By October, the World Health Organization had recorded 119 attacks on health facilities.
"At one point, there wasn't a single working MRI machine in the country" for medical scans, Abdelsalam told AFP.
- Hospitals bombed -
Khansa al-Moatasem heads the 180-person nursing team at Al-Nao, Omdurman's only hospital to remain functioning throughout the war, despite repeated attacks.
"It's an honour to give the hospital everything I have and everything I've learnt," she told AFP, pink headscarf glowing under the fluorescent lights.
According to MSF, which supports the complex of two-storey buildings, Al-Nao has suffered three direct hits since the war began.
At the hospital gates, a sign reads: "No weapons allowed," but it frequently goes unheeded.
After the RSF stormed the nearby Saudi maternity hospital early in the war, Dr. Ali, who serves as the hospital's director, steeled her nerves and went to the paramilitaries herself.
"I met their field commander and I told him this was a women's hospital, only for them to storm it again the next day with even more fighters," she recalled.
In July 2023, she watched one of her colleagues die when the hospital was bombed.
Eventually the hospital was forced to close its doors after its ceilings collapsed, its equipment was looted and the walls of its delivery rooms were left riddled with bullets.
Dr. Ali set up mobile clinics and a temporary maternity ward at Al-Nao, until the Saudi hospital partially reopened this month.
- 'Highlight of my career' -
Since army forces recaptured much of Omdurman in early 2024, a semblance of normality has slowly returned, but hospitals have continued to come under attack.
As recently as February, Al-Nao was rocked by RSF shelling as its exhausted doctors raced to treat dozens of casualties from RSF artillery fire on a crowded market.
Those hospitals which still function have been forced to rely increasingly on the help of volunteers from the local Emergency Response Rooms.
The neighbourhood groups are part of a grassroots aid network delivering frontline aid across Sudan, but are mainly comprised of young Sudanese with few resources.

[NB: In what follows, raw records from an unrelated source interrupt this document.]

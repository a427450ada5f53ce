//! Post-submission artifact retention.
//!
//! Successful submissions optionally schedule a delayed delete of the
//! downloaded artifact; failed submissions always leave it in place for
//! manual inspection. Each timer is an independent task, so one allocation's
//! cleanup never blocks another's.

use std::path::{Path, PathBuf};
use std::time::Duration;

use tokio::task::JoinHandle;

/// Schedules delayed cleanup of downloaded artifacts.
#[derive(Debug, Clone)]
pub struct RetentionScheduler {
    delay: Option<Duration>,
}

impl RetentionScheduler {
    /// Create a scheduler. `None` disables cleanup entirely: artifacts from
    /// successful submissions are retained indefinitely.
    #[must_use]
    pub const fn new(delay: Option<Duration>) -> Self {
        Self { delay }
    }

    /// Handle a successfully submitted artifact.
    ///
    /// With a configured delay, spawns a timer task that deletes the file
    /// once the delay elapses, if it still exists; the returned handle lets
    /// the caller abandon the timer on shutdown. Without a delay, returns
    /// `None` and the file is guaranteed untouched.
    #[must_use]
    pub fn on_success(&self, path: &Path) -> Option<JoinHandle<()>> {
        let delay = self.delay?;
        let path = path.to_path_buf();
        tracing::debug!(path = %path.display(), delay_secs = delay.as_secs_f64(), "cleanup scheduled");
        Some(tokio::spawn(delete_after(path, delay)))
    }

    /// Handle a failed submission: the artifact is always retained.
    pub fn on_failure(&self, path: &Path) {
        tracing::info!(path = %path.display(), "artifact retained after failed submission");
    }
}

async fn delete_after(path: PathBuf, delay: Duration) {
    tokio::time::sleep(delay).await;
    match tokio::fs::remove_file(&path).await {
        Ok(()) => tracing::info!(path = %path.display(), "artifact cleaned up"),
        // Already gone is the desired end state, not a failure.
        Err(error) if error.kind() == std::io::ErrorKind::NotFound => {
            tracing::debug!(path = %path.display(), "artifact already removed");
        }
        Err(error) => {
            tracing::warn!(path = %path.display(), %error, "artifact cleanup failed");
        }
    }
}
//! Dependency construction and the processor run loop.

use std::sync::Arc;
use std::time::Duration;

use tokio::sync::watch;
use tokio::task::JoinSet;
use tracing::{debug, info, warn};

use carload_chain::{AllocationWatcher, RpcClient, WatcherSettings, decode};
use carload_config::{DEFAULT_BACKFILL_CHUNK, ProcessorConfig};
use carload_events::{AllocationStream, default_feed};
use carload_pipeline::fetch::FileFetcher;
use carload_pipeline::retention::RetentionScheduler;
use carload_pipeline::submit::DealSubmitter;
use carload_pipeline::{AllocationPipeline, PipelineOutcome};
use carload_telemetry::{LoggingConfig, Metrics, init_logging};

use crate::error::{AppError, AppResult};

/// Time allowed for in-flight allocations to finish after a shutdown signal.
const SHUTDOWN_GRACE: Duration = Duration::from_secs(30);

/// Dependencies required to bootstrap the processor.
pub(crate) struct BootstrapDependencies {
    logging: LoggingConfig<'static>,
    config: ProcessorConfig,
    metrics: Metrics,
    http: reqwest::Client,
}

impl BootstrapDependencies {
    /// Construct production dependencies from the environment.
    pub(crate) fn from_env() -> AppResult<Self> {
        let logging = LoggingConfig::default();
        let config =
            ProcessorConfig::from_env().map_err(|err| AppError::config("config.from_env", err))?;
        let metrics =
            Metrics::new().map_err(|err| AppError::telemetry("telemetry.metrics", err))?;
        let http = reqwest::Client::new();
        Ok(Self {
            logging,
            config,
            metrics,
            http,
        })
    }
}

/// Entry point for the processor boot sequence.
///
/// # Errors
///
/// Returns an error if dependency construction or startup fails. Per-event
/// failures never surface here.
pub async fn run_app() -> AppResult<()> {
    let dependencies = BootstrapDependencies::from_env()?;
    run_app_with(dependencies).await
}

/// Boot sequence over injected dependencies.
pub(crate) async fn run_app_with(dependencies: BootstrapDependencies) -> AppResult<()> {
    init_logging(&dependencies.logging)
        .map_err(|err| AppError::telemetry("telemetry.init", err))?;

    let BootstrapDependencies {
        logging: _,
        config,
        metrics,
        http,
    } = dependencies;

    info!(
        network = config.network.as_deref().unwrap_or("unspecified"),
        provider_id = config.provider_id,
        contract = %config.contract_address,
        "allocation processor starting"
    );

    tokio::fs::create_dir_all(&config.download_dir)
        .await
        .map_err(|err| {
            AppError::io(
                "download_dir.create",
                Some(config.download_dir.clone()),
                err,
            )
        })?;

    let rpc = RpcClient::new(
        http.clone(),
        config.rpc_url.clone(),
        config.contract_address.clone(),
        decode::allocation_created_topic().to_string(),
    );
    let settings = WatcherSettings {
        provider_id: config.provider_id,
        start_block: config.start_block,
        poll_interval: config.poll_interval(),
        backfill_chunk: DEFAULT_BACKFILL_CHUNK,
    };
    let (shutdown_tx, shutdown_rx) = watch::channel(false);
    let (sender, stream) = default_feed();
    let watcher = AllocationWatcher::new(rpc, settings, metrics.clone(), shutdown_rx);
    let mut watcher_task = tokio::spawn(watcher.run(sender));

    let pipeline = Arc::new(AllocationPipeline::new(
        config.min_size,
        config.max_size,
        config.start_epoch_offset,
        FileFetcher::new(http, config.download_dir.clone()),
        DealSubmitter::new(config.deal_command.clone(), config.client_address.clone()),
        RetentionScheduler::new(config.cleanup_delay()),
        metrics.clone(),
    ));
    let mut consumer_task = tokio::spawn(consume(stream, pipeline));

    tokio::select! {
        signal = tokio::signal::ctrl_c() => {
            signal.map_err(|err| AppError::io("signal.ctrl_c", None, err))?;
            info!("shutdown signal received");
            let _ = shutdown_tx.send(true);
        }
        result = &mut watcher_task => {
            // The watcher only ends on its own when startup connectivity
            // fails or the consumer is gone.
            result
                .map_err(|err| AppError::task("watcher.join", err))?
                .map_err(|err| AppError::chain("watcher.run", err))?;
        }
    }

    if !watcher_task.is_finished() {
        match watcher_task.await {
            Ok(Ok(())) => {}
            Ok(Err(error)) => warn!(%error, "watcher ended with an error during shutdown"),
            Err(error) => warn!(%error, "watcher task join failed during shutdown"),
        }
    }

    match tokio::time::timeout(SHUTDOWN_GRACE, &mut consumer_task).await {
        Ok(result) => result.map_err(|err| AppError::task("consumer.join", err))?,
        Err(_) => {
            warn!(
                grace_secs = SHUTDOWN_GRACE.as_secs(),
                "in-flight allocations exceeded the grace period, aborting"
            );
            consumer_task.abort();
        }
    }

    if let Ok(summary) = metrics.render() {
        debug!(%summary, "processor metrics at shutdown");
    }
    info!("allocation processor stopped");
    Ok(())
}

/// Drain the feed, running one pipeline task per event.
///
/// Concurrency is unrestricted: artifact paths are keyed by allocation id,
/// so concurrent runs never collide on the filesystem, and deal tool
/// invocations are independent processes.
async fn consume(mut stream: AllocationStream, pipeline: Arc<AllocationPipeline>) {
    let mut tasks = JoinSet::new();
    while let Some(event) = stream.next().await {
        let pipeline = Arc::clone(&pipeline);
        let _abort = tasks.spawn(async move {
            let outcome = pipeline.process(&event).await;
            if let PipelineOutcome::Success {
                cleanup: Some(timer),
                ..
            } = outcome
            {
                // Cleanup timers run detached; process exit abandons any
                // still pending.
                drop(timer);
            }
        });
    }
    while tasks.join_next().await.is_some() {}
}
//! Ticket persistence behind a single interface.
//!
//! Two backends implement [`TicketStore`]: [`FileStore`], a durable
//! directory of JSON documents, and [`MemoryStore`], a volatile store for
//! demos and tests. [`open`] picks one from the settings at startup and
//! pairs it with the matching [`Counter`].
//!
//! Both backends accept two id schemes in lookups. An id in the backend's
//! native key format is resolved directly; anything else, or a native-shaped
//! id that names no document, is treated as a legacy id carried over by
//! `import` and matched against the `legacyId` field. A malformed id is
//! never an error, only a miss.

pub mod file;
pub mod memory;

use std::sync::Arc;

use anyhow::{anyhow, Result};
use async_trait::async_trait;
use serde::{Deserialize, Serialize};

use crate::{
    config::{Settings, StoreBackend},
    sequence::{AtomicCounter, Counter, FileCounter},
    ticket::{Estado, NewTicket, Nota, Ticket},
};

pub use file::FileStore;
pub use memory::MemoryStore;

/// Stored ticket document.
///
/// `_id` and `legacyId` are storage details; [`Record::into_ticket`]
/// turns the record into the public shape with only an `id` field.
#[derive(Debug, Clone, PartialEq, Serialize, Deserialize)]
pub struct Record {
    #[serde(rename = "_id")]
    pub key: String,
    #[serde(rename = "legacyId", default, skip_serializing_if = "Option::is_none")]
    pub legacy_id: Option<String>,
    #[serde(flatten)]
    pub ticket: NewTicket,
}

impl Record {
    pub fn into_ticket(self) -> Ticket {
        self.ticket.with_id(self.key)
    }

    /// Whether `id` names this record under the legacy scheme.
    fn has_legacy_id(&self, id: &str) -> bool {
        self.legacy_id.as_deref() == Some(id)
    }
}

/// Storage operations the ticket service relies on.
///
/// Mutations return the record as it is after the update, or `None` when
/// the id does not resolve. `append_note` must never lose a concurrent
/// append; `update_status` is last-write-wins.
#[async_trait]
pub trait TicketStore: Send + Sync {
    /// Store a new ticket under a freshly assigned key.
    async fn insert(&self, ticket: NewTicket) -> Result<Record>;

    /// Store a ticket carried over from another deployment, keeping its old
    /// id as the legacy key. Returns `None` if that legacy id is present.
    async fn import(&self, legacy_id: &str, ticket: NewTicket) -> Result<Option<Record>>;

    async fn find_by_id(&self, id: &str) -> Result<Option<Record>>;

    async fn update_status(&self, id: &str, estado: Estado) -> Result<Option<Record>>;

    async fn append_note(&self, id: &str, nota: Nota) -> Result<Option<Record>>;

    /// Every ticket, newest first.
    async fn list(&self) -> Result<Vec<Record>>;
}

/// Newest `fechaCreacion` first; equal timestamps fall back to the higher
/// ticket number first.
pub(crate) fn sort_newest_first(records: &mut [Record]) {
    records.sort_by(|a, b| {
        b.ticket
            .fecha_creacion
            .cmp(&a.ticket.fecha_creacion)
            .then_with(|| b.ticket.numero.cmp(&a.ticket.numero))
    });
}

/// A store together with the counter that numbers its tickets.
#[derive(Clone)]
pub struct Backend {
    pub store: Arc<dyn TicketStore>,
    pub counter: Arc<dyn Counter>,
}

/// Build the backend selected by `STORE_BACKEND`.
pub fn open(cfg: &Settings) -> Result<Backend> {
    match cfg.store_backend {
        StoreBackend::File => {
            let root = cfg
                .store_root
                .clone()
                .ok_or_else(|| anyhow!("STORE_ROOT is required for the file backend"))?;
            let store = FileStore::new(root);
            store.init()?;
            let counter = FileCounter::new(store.counter_path());
            tracing::info!(root = %store.root().display(), "opened file store");
            Ok(Backend {
                store: Arc::new(store),
                counter: Arc::new(counter),
            })
        }
        StoreBackend::Memory => {
            let (store, last) = if cfg.seed_demo {
                MemoryStore::with_demo_data()
            } else {
                (MemoryStore::new(), 0)
            };
            tracing::warn!(
                seeded = cfg.seed_demo,
                "using the in-memory store; tickets are lost when the process exits"
            );
            Ok(Backend {
                store: Arc::new(store),
                counter: Arc::new(AtomicCounter::new(last)),
            })
        }
    }
}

With no senior physicians left, Dr. Fathia Abdelmajed, a paediatrician for 40 years, has become the "mother" of Al-Buluk hospital.
For years, she treated patients at home in the Bant neighbourhood of Omdurman.
But since November 2023, she has been training teams at the small, overwhelmed hospital, "where hardworking young people were struggling since the start of the war," Abdelmajed told AFP.
She said the work was often harrowing but the honour of serving alongside such dedicated volunteers "has made this the highlight of my career".